[What is expected]
Go through the listing and return every line with "MarkerDetector" in it.

━━━ Input ━━━

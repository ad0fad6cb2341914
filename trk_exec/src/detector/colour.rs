//! Colour blob marker detector
//!
//! Detects a solid-colour marker by thresholding the frame in HSV space
//! around a reference hue and taking the bounding box of the matching
//! pixels. A minimum-area filter rejects specks of matching colour.

// ---------------------------------------------------------------------------
// IMPORTS
// ---------------------------------------------------------------------------

// External
use nalgebra::Point2;

// Internal
use vision_if::{
    frame::Frame,
    marker::{DetectError, MarkerDetector, MarkerFamily, MarkerObservation},
};

// ---------------------------------------------------------------------------
// CONSTANTS
// ---------------------------------------------------------------------------

/// Half-width of the accepted hue band around the reference hue.
///
/// Units: degrees
const HUE_BAND_DEG: f64 = 20.0;

/// Minimum saturation for a pixel to count as marker colour.
const MIN_SATURATION: f64 = 0.39;

/// Minimum value (brightness) for a pixel to count as marker colour.
const MIN_VALUE: f64 = 0.39;

// ---------------------------------------------------------------------------
// DATA STRUCTURES
// ---------------------------------------------------------------------------

/// Built-in detector for solid colour blob markers.
pub struct ColourBlobDetector {
    /// Identifier reported in observations
    ident: String,

    /// Reference hue of the marker colour.
    ///
    /// Units: degrees in [0, 360)
    ref_hue_deg: f64,

    /// Minimum number of matching pixels for a valid detection
    min_area_px: u32,
}

// ---------------------------------------------------------------------------
// IMPLEMENTATIONS
// ---------------------------------------------------------------------------

impl ColourBlobDetector {
    /// Create a new detector for a marker of the given reference colour.
    pub fn new(colour_rgb: [u8; 3], ident: String, min_area_px: u32) -> Self {
        let (ref_hue_deg, _, _) = rgb_to_hsv(colour_rgb);

        Self {
            ident,
            ref_hue_deg,
            min_area_px,
        }
    }

    /// Whether the given pixel counts as marker colour.
    fn is_marker_colour(&self, rgb: [u8; 3]) -> bool {
        let (h, s, v) = rgb_to_hsv(rgb);

        if s < MIN_SATURATION || v < MIN_VALUE {
            return false;
        }

        // Circular hue distance, hue wraps at 360 degrees
        let diff = (h - self.ref_hue_deg).abs();
        diff.min(360.0 - diff) <= HUE_BAND_DEG
    }
}

impl MarkerDetector for ColourBlobDetector {
    fn family(&self) -> MarkerFamily {
        MarkerFamily::Colour
    }

    fn detect(&mut self, frame: &Frame) -> Result<Option<MarkerObservation>, DetectError> {
        let mut min_x = u32::MAX;
        let mut min_y = u32::MAX;
        let mut max_x = 0u32;
        let mut max_y = 0u32;
        let mut area_px = 0u32;

        let data = frame.data();

        for y in 0..frame.height {
            for x in 0..frame.width {
                let idx = ((y as usize) * (frame.width as usize) + (x as usize)) * 3;
                let rgb = [data[idx], data[idx + 1], data[idx + 2]];

                if self.is_marker_colour(rgb) {
                    min_x = min_x.min(x);
                    min_y = min_y.min(y);
                    max_x = max_x.max(x);
                    max_y = max_y.max(y);
                    area_px += 1;
                }
            }
        }

        if area_px < self.min_area_px {
            return Ok(None);
        }

        // Bounding box corners, clockwise from top-left
        let (x0, y0) = (min_x as f64, min_y as f64);
        let (x1, y1) = (max_x as f64, max_y as f64);

        Ok(Some(MarkerObservation {
            ident: self.ident.clone(),
            corners: [
                Point2::new(x0, y0),
                Point2::new(x1, y0),
                Point2::new(x1, y1),
                Point2::new(x0, y1),
            ],
            family: MarkerFamily::Colour,
        }))
    }
}

// ---------------------------------------------------------------------------
// PRIVATE FUNCTIONS
// ---------------------------------------------------------------------------

/// Convert an 8-bit RGB value to HSV.
///
/// Hue is in degrees in [0, 360), saturation and value in [0, 1].
fn rgb_to_hsv(rgb: [u8; 3]) -> (f64, f64, f64) {
    let r = rgb[0] as f64 / 255.0;
    let g = rgb[1] as f64 / 255.0;
    let b = rgb[2] as f64 / 255.0;

    let max = r.max(g).max(b);
    let min = r.min(g).min(b);
    let delta = max - min;

    let hue = if delta == 0.0 {
        0.0
    } else if max == r {
        60.0 * (((g - b) / delta).rem_euclid(6.0))
    } else if max == g {
        60.0 * ((b - r) / delta + 2.0)
    } else {
        60.0 * ((r - g) / delta + 4.0)
    };

    let saturation = if max == 0.0 { 0.0 } else { delta / max };

    (hue, saturation, max)
}

// ---------------------------------------------------------------------------
// TESTS
// ---------------------------------------------------------------------------

#[cfg(test)]
mod test {
    use super::*;
    use chrono::Utc;

    /// Build a frame of the given background colour with a square of marker
    /// colour drawn at (x, y) with the given side length.
    fn frame_with_square(
        width: u32,
        height: u32,
        background: [u8; 3],
        colour: [u8; 3],
        x: u32,
        y: u32,
        side: u32,
    ) -> Frame {
        let mut data = Vec::with_capacity((width * height * 3) as usize);

        for py in 0..height {
            for px in 0..width {
                let inside =
                    px >= x && px < x + side && py >= y && py < y + side;
                let rgb = if inside { colour } else { background };
                data.extend_from_slice(&rgb);
            }
        }

        Frame::from_rgb8(width, height, data, Utc::now()).unwrap()
    }

    #[test]
    fn test_rgb_to_hsv() {
        assert_eq!(rgb_to_hsv([255, 0, 0]).0, 0.0);
        assert_eq!(rgb_to_hsv([0, 255, 0]).0, 120.0);
        assert_eq!(rgb_to_hsv([0, 0, 255]).0, 240.0);

        let (_, s, v) = rgb_to_hsv([255, 0, 0]);
        assert_eq!((s, v), (1.0, 1.0));

        let (_, s, v) = rgb_to_hsv([0, 0, 0]);
        assert_eq!((s, v), (0.0, 0.0));
    }

    #[test]
    fn test_detects_square_bounding_box() {
        let mut det = ColourBlobDetector::new([255, 0, 0], "red".into(), 50);

        // 20x20 red square at (40, 10) on a dark background
        let frame =
            frame_with_square(100, 60, [20, 20, 20], [255, 0, 0], 40, 10, 20);

        let obs = det.detect(&frame).unwrap().unwrap();

        assert_eq!(obs.family, MarkerFamily::Colour);
        assert_eq!(obs.ident, "red");
        assert_eq!(obs.corners[0], Point2::new(40.0, 10.0));
        assert_eq!(obs.corners[2], Point2::new(59.0, 29.0));
        assert_eq!(obs.center(), Point2::new(49.5, 19.5));
    }

    #[test]
    fn test_specks_below_min_area_ignored() {
        let mut det = ColourBlobDetector::new([255, 0, 0], "red".into(), 50);

        // A 5x5 square is only 25 matching pixels
        let frame =
            frame_with_square(100, 60, [20, 20, 20], [255, 0, 0], 40, 10, 5);

        assert!(det.detect(&frame).unwrap().is_none());
    }

    #[test]
    fn test_wrong_colour_not_detected() {
        let mut det = ColourBlobDetector::new([255, 0, 0], "red".into(), 50);

        // A blue square must not match a red detector
        let frame =
            frame_with_square(100, 60, [20, 20, 20], [0, 0, 255], 40, 10, 20);

        assert!(det.detect(&frame).unwrap().is_none());
    }

    #[test]
    fn test_nearby_hue_accepted() {
        let mut det = ColourBlobDetector::new([255, 0, 0], "red".into(), 50);

        // Orange-ish red, within the hue band
        let frame =
            frame_with_square(100, 60, [20, 20, 20], [255, 60, 0], 40, 10, 20);

        assert!(det.detect(&frame).unwrap().is_some());
    }
}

━━━

[Written solution]
    marker::{DetectError, MarkerDetector, MarkerFamily, MarkerObservation},
impl MarkerDetector for ColourBlobDetector {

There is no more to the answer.